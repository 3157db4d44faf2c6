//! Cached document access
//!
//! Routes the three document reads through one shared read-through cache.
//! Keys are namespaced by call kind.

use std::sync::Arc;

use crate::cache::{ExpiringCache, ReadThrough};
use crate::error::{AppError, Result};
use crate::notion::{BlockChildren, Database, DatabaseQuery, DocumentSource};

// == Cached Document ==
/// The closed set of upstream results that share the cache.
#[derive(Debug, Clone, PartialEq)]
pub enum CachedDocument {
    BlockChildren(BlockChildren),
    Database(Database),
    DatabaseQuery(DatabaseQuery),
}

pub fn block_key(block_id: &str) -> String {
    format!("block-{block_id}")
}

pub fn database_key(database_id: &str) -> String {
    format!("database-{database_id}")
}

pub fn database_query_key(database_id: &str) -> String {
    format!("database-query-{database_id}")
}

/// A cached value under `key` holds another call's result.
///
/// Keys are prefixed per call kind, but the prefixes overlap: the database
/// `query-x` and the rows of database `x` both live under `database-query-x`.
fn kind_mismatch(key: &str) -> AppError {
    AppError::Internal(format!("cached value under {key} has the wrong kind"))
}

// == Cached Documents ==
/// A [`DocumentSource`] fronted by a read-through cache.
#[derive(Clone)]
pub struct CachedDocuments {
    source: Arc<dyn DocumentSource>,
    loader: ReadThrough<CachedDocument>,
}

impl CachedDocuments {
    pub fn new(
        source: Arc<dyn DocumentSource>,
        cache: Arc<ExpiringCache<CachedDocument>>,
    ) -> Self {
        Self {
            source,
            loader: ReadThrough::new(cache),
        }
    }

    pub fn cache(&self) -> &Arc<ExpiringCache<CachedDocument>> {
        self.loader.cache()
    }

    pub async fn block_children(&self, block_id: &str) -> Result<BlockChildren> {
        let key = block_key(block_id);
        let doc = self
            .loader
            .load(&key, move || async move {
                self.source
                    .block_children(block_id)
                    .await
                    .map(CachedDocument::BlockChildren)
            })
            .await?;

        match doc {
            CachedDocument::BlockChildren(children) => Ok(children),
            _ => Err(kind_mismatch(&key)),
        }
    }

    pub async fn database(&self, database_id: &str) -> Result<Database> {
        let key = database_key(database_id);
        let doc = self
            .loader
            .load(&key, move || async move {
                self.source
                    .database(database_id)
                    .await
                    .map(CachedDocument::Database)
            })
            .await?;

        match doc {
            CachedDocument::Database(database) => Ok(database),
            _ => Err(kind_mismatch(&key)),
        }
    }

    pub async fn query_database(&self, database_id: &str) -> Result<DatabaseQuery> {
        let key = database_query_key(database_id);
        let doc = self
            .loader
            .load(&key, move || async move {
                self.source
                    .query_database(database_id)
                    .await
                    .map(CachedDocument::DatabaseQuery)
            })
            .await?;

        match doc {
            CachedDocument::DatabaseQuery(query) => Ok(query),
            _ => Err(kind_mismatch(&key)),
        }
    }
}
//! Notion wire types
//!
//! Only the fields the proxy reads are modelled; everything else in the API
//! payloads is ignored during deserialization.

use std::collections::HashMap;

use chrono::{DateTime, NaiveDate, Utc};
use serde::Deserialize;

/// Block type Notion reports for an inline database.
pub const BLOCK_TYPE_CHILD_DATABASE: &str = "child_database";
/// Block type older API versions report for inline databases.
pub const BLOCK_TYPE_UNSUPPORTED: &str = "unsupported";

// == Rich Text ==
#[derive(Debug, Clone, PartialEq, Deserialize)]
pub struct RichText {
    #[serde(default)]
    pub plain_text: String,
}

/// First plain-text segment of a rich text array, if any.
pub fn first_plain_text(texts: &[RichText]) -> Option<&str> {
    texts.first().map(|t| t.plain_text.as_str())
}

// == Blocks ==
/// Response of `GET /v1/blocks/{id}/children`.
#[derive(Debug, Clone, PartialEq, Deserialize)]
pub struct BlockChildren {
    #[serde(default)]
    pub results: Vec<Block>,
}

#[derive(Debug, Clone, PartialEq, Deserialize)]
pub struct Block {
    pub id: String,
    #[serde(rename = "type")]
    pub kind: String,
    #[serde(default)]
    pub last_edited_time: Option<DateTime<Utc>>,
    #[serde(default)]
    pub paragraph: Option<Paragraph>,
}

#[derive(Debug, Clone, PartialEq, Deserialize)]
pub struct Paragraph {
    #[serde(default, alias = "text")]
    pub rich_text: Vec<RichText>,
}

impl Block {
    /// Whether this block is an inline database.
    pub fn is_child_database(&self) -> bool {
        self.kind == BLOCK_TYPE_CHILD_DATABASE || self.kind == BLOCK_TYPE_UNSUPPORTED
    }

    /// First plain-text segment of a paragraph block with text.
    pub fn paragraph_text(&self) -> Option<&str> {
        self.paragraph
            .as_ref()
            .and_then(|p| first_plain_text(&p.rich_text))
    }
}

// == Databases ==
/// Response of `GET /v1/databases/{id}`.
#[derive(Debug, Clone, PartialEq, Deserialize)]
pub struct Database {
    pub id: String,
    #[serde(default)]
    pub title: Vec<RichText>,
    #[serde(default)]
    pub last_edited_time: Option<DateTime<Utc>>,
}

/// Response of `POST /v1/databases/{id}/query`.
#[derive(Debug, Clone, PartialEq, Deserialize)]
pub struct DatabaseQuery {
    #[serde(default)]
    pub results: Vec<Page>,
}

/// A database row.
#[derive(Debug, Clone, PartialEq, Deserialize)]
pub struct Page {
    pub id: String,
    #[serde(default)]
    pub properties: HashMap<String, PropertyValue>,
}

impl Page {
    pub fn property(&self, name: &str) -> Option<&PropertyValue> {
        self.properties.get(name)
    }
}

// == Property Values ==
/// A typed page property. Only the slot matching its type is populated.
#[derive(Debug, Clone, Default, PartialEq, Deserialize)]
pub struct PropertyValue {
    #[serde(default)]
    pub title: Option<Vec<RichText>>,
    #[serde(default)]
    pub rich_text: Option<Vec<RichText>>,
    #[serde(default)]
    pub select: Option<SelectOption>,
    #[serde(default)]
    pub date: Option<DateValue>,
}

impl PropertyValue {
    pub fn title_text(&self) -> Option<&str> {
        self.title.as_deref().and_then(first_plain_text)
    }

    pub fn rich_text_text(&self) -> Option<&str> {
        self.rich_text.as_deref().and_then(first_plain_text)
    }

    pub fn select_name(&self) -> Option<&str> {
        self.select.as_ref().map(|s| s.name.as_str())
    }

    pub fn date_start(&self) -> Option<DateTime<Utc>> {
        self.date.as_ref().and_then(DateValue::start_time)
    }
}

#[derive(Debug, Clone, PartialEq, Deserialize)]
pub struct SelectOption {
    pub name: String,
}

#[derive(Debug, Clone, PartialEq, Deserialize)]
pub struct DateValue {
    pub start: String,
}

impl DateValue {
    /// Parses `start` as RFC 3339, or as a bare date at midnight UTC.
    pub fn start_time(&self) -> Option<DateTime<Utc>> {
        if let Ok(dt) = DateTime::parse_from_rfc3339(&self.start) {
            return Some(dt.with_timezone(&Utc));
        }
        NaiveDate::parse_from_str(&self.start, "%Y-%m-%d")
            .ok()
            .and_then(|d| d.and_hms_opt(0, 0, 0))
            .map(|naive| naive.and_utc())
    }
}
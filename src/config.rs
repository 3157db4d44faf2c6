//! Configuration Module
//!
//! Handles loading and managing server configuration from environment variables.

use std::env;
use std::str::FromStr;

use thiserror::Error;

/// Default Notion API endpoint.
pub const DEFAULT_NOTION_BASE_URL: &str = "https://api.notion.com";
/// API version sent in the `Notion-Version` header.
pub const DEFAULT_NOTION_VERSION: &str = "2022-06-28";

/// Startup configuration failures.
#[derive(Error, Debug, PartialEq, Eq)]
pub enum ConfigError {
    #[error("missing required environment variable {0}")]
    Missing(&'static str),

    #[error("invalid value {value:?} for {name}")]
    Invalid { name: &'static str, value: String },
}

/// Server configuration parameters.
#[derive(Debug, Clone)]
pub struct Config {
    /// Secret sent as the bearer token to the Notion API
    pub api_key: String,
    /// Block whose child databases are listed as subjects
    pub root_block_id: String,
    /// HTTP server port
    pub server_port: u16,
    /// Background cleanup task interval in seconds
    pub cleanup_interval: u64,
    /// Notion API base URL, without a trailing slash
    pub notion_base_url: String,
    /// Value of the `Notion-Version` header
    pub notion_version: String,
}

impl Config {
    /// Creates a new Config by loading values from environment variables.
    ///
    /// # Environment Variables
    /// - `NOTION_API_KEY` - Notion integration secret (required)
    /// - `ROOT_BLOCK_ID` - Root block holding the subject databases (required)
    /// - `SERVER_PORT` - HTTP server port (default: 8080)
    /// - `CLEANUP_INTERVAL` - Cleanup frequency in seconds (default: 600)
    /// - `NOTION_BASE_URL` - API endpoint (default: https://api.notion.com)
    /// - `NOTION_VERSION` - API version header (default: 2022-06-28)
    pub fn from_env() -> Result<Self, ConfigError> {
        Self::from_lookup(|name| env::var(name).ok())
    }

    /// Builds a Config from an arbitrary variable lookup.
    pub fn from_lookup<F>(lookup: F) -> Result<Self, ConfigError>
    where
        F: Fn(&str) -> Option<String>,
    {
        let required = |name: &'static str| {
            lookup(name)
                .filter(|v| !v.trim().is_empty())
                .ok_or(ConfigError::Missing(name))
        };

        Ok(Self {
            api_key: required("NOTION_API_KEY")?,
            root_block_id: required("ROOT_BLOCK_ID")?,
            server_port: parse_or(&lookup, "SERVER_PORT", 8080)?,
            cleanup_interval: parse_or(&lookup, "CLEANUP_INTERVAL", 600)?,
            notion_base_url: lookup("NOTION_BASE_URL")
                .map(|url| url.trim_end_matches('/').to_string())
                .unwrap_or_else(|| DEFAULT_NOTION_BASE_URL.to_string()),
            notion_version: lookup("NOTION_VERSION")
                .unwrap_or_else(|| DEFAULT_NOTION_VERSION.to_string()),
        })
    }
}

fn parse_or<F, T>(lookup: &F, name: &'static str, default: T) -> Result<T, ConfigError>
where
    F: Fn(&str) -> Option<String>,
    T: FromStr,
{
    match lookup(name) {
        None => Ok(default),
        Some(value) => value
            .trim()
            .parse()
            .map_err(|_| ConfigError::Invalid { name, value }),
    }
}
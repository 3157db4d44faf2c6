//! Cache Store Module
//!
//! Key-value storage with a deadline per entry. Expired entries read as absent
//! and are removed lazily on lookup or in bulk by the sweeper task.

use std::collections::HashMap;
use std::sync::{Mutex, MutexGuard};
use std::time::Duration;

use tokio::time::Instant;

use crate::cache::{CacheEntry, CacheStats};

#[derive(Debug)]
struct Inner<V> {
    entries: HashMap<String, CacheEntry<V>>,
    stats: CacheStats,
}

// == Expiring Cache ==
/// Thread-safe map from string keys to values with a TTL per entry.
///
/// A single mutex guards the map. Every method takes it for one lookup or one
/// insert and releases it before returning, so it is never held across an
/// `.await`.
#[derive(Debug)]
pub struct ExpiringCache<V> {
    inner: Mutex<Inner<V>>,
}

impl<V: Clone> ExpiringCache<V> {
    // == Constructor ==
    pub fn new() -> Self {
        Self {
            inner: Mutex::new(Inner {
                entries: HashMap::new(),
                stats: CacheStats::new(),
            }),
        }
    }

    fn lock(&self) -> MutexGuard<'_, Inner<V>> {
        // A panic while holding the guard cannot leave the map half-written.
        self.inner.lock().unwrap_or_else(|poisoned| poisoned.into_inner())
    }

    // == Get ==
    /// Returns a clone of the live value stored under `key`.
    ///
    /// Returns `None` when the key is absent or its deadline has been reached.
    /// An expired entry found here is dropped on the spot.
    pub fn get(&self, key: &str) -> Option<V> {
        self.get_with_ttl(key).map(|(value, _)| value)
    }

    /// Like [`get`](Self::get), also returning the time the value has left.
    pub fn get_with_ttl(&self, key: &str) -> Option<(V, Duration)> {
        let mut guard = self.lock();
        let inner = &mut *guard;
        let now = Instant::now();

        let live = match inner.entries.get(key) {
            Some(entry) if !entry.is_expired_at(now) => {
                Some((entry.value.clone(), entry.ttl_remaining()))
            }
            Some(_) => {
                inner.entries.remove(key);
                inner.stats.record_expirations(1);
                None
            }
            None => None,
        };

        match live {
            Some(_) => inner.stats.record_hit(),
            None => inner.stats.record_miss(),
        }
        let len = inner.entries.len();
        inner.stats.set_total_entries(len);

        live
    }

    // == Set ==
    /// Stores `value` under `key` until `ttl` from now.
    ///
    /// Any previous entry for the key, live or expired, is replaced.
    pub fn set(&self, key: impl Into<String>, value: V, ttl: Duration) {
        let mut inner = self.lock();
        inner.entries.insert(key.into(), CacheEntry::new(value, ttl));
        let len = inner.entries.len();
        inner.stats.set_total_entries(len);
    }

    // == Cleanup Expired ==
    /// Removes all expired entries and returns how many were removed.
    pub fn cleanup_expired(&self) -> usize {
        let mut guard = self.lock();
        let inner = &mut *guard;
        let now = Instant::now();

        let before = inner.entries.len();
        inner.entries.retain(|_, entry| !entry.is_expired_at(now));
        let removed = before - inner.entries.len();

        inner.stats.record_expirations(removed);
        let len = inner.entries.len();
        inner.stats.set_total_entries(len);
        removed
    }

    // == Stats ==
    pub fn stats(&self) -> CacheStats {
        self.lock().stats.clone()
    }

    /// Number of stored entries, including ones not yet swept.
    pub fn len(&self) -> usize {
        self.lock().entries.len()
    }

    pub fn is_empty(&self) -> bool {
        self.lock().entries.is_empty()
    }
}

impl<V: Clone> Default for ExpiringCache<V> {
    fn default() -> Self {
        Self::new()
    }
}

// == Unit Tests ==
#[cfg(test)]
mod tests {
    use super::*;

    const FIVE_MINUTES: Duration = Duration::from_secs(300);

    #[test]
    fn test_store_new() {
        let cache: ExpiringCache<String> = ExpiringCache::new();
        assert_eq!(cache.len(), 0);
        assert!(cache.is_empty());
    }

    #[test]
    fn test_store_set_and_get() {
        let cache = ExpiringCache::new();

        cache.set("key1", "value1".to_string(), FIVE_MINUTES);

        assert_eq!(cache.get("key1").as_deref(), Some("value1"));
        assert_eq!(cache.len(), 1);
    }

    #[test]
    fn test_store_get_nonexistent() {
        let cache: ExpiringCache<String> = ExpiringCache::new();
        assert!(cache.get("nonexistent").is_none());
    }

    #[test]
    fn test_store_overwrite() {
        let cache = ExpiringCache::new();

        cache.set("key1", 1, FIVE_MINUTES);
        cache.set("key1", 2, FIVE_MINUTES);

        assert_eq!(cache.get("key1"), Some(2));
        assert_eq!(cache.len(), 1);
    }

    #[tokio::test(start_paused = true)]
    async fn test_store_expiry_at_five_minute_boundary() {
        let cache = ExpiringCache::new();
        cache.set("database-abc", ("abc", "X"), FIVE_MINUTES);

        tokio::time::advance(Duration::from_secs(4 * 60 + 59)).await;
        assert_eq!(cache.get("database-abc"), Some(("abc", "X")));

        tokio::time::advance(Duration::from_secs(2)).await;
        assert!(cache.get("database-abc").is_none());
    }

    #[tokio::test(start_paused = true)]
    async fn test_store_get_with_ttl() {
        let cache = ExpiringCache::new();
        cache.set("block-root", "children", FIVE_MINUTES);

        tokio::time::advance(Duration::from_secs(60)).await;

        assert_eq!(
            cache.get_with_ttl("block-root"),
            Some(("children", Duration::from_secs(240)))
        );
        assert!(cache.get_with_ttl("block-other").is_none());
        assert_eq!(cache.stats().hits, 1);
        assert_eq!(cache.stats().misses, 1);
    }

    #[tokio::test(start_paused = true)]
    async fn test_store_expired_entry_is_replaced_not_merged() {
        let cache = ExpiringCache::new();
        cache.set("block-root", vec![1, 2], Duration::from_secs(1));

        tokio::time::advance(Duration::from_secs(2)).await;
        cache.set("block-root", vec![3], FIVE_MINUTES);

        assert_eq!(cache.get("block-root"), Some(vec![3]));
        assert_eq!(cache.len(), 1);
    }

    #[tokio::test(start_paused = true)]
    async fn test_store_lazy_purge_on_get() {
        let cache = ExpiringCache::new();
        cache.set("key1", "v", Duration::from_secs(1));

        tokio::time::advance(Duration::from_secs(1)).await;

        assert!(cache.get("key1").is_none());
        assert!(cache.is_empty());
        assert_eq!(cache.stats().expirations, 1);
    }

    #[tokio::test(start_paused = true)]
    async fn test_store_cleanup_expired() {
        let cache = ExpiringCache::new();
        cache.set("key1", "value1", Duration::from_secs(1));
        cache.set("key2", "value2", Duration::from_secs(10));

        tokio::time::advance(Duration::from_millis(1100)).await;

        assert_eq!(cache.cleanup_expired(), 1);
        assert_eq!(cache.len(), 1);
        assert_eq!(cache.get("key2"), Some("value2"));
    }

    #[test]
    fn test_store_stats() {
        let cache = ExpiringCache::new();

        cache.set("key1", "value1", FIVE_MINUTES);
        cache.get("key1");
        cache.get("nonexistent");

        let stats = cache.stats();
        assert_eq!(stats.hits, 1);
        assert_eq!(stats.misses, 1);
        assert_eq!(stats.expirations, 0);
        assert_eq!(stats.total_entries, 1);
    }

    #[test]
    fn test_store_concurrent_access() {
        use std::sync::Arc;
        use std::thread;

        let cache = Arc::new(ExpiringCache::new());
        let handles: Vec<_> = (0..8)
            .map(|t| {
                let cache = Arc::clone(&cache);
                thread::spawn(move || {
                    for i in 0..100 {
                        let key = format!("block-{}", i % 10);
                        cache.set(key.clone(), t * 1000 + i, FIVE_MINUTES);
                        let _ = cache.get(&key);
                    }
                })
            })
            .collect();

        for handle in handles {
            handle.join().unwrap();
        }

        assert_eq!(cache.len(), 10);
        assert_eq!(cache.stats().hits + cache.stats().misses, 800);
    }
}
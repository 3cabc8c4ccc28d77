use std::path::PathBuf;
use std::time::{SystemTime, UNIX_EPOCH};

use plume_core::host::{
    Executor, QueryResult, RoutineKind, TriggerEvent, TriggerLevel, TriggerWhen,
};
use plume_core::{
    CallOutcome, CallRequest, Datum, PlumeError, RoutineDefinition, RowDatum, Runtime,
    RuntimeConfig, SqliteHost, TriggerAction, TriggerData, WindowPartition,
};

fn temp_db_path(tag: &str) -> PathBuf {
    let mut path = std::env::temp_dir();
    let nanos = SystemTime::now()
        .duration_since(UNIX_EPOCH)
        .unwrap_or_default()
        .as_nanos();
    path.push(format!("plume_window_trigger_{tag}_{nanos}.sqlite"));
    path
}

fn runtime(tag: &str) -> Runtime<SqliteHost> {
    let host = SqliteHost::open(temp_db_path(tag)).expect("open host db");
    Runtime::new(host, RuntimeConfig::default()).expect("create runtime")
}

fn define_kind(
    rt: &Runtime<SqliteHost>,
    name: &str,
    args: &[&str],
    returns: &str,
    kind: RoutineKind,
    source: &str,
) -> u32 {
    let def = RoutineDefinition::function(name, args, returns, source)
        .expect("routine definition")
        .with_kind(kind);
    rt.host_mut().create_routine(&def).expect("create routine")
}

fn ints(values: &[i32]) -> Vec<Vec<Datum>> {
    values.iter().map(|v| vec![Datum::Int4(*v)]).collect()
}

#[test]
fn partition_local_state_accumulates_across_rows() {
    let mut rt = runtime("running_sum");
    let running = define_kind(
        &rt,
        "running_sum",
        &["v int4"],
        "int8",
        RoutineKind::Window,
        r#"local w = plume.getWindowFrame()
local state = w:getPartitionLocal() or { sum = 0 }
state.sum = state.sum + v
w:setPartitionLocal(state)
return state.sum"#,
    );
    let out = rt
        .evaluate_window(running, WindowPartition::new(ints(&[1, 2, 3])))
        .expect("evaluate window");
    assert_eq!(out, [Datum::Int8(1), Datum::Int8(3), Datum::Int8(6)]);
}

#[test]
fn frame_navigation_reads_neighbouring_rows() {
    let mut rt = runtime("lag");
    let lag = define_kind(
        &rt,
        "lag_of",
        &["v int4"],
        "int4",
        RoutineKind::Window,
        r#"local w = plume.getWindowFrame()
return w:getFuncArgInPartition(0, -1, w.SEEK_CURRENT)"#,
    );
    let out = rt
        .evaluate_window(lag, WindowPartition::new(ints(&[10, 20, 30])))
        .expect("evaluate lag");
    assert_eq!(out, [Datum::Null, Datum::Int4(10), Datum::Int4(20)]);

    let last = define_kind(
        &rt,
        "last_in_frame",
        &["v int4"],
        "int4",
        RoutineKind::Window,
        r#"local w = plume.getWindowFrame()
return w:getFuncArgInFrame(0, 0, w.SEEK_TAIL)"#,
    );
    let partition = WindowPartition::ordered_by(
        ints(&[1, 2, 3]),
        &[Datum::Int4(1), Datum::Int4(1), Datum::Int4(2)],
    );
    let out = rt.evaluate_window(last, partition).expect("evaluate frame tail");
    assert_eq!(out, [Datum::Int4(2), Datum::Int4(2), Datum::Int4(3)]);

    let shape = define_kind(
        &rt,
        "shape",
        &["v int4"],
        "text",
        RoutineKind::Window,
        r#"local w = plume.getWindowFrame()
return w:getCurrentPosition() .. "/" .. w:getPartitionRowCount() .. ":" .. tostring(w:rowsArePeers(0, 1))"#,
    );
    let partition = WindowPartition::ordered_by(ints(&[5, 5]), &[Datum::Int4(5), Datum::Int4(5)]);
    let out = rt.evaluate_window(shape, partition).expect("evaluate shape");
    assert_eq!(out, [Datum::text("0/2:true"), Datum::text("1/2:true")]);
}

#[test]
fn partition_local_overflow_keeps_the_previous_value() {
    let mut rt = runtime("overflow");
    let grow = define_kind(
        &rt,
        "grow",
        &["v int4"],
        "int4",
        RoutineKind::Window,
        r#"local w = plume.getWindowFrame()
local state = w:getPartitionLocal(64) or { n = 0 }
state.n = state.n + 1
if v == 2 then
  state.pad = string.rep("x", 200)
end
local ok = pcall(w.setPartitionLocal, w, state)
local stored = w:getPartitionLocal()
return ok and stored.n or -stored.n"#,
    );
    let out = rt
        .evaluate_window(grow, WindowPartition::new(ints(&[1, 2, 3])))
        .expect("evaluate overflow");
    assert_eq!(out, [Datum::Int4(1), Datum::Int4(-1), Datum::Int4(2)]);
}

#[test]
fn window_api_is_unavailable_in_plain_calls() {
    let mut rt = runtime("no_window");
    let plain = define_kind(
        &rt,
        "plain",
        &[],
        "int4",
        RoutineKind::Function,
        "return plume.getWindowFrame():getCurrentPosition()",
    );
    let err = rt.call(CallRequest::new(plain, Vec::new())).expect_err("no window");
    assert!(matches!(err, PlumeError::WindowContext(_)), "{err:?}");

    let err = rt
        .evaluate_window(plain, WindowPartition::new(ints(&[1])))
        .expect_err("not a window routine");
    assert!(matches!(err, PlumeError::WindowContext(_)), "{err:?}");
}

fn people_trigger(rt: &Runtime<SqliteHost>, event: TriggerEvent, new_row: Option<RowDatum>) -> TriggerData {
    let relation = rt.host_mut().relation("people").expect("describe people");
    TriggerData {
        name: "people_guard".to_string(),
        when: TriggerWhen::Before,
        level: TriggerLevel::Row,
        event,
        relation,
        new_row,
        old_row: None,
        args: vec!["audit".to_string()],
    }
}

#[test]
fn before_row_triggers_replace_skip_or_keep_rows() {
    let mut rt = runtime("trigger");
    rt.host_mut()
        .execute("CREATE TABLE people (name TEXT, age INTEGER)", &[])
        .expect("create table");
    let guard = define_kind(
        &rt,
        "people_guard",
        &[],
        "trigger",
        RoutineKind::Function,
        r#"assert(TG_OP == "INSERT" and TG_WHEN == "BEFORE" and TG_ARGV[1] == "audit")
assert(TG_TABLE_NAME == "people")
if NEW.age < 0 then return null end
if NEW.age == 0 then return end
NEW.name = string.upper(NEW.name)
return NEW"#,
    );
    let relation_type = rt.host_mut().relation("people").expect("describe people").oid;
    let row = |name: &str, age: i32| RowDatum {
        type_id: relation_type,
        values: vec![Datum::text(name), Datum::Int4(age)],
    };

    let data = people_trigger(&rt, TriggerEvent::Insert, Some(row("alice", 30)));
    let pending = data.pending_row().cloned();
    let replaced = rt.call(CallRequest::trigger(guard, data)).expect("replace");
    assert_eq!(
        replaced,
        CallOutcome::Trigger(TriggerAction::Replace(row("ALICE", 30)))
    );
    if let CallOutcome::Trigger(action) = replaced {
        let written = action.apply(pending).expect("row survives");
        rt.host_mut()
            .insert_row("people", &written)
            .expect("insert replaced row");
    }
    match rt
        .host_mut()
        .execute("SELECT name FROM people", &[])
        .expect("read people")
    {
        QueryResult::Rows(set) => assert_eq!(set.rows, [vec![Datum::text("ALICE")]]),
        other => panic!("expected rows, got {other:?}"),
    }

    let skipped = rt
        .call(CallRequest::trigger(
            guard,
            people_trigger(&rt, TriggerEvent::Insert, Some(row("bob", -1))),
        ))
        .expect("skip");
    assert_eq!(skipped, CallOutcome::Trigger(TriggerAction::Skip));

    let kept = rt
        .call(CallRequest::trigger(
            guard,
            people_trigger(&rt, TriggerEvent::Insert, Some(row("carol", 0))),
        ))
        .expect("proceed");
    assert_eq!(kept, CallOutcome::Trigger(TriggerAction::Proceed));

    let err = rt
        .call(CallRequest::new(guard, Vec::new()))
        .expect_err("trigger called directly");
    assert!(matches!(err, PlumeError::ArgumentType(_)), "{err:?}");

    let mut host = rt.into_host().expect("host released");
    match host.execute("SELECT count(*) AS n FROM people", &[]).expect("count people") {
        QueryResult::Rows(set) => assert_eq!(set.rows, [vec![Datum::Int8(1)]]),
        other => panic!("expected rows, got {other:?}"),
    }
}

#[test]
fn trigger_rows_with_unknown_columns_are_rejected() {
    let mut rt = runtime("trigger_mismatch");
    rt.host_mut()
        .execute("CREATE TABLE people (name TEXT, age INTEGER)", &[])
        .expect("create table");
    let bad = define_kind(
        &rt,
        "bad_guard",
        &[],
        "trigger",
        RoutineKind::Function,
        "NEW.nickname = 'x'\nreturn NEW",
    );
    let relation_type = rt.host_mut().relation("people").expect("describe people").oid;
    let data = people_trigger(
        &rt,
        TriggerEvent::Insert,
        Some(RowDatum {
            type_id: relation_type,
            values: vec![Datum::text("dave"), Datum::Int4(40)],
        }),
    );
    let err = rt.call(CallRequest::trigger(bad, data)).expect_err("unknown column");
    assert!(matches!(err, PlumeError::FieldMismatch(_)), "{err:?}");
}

+ + + + + + +

Exercise brief:
Could you set down, exactly as written, the lines above between the one holding "impl<V: Clone> ExpiringCache<V>" and the one holding "on the spot.", inclusive, and nothing more?

Response:
impl<V: Clone> ExpiringCache<V> {
    // == Constructor ==
    pub fn new() -> Self {
        Self {
            inner: Mutex::new(Inner {
                entries: HashMap::new(),
                stats: CacheStats::new(),
            }),
        }
    }

    fn lock(&self) -> MutexGuard<'_, Inner<V>> {
        // A panic while holding the guard cannot leave the map half-written.
        self.inner.lock().unwrap_or_else(|poisoned| poisoned.into_inner())
    }

    // == Get ==
    /// Returns a clone of the live value stored under `key`.
    ///
    /// Returns `None` when the key is absent or its deadline has been reached.
    /// An expired entry found here is dropped on the spot.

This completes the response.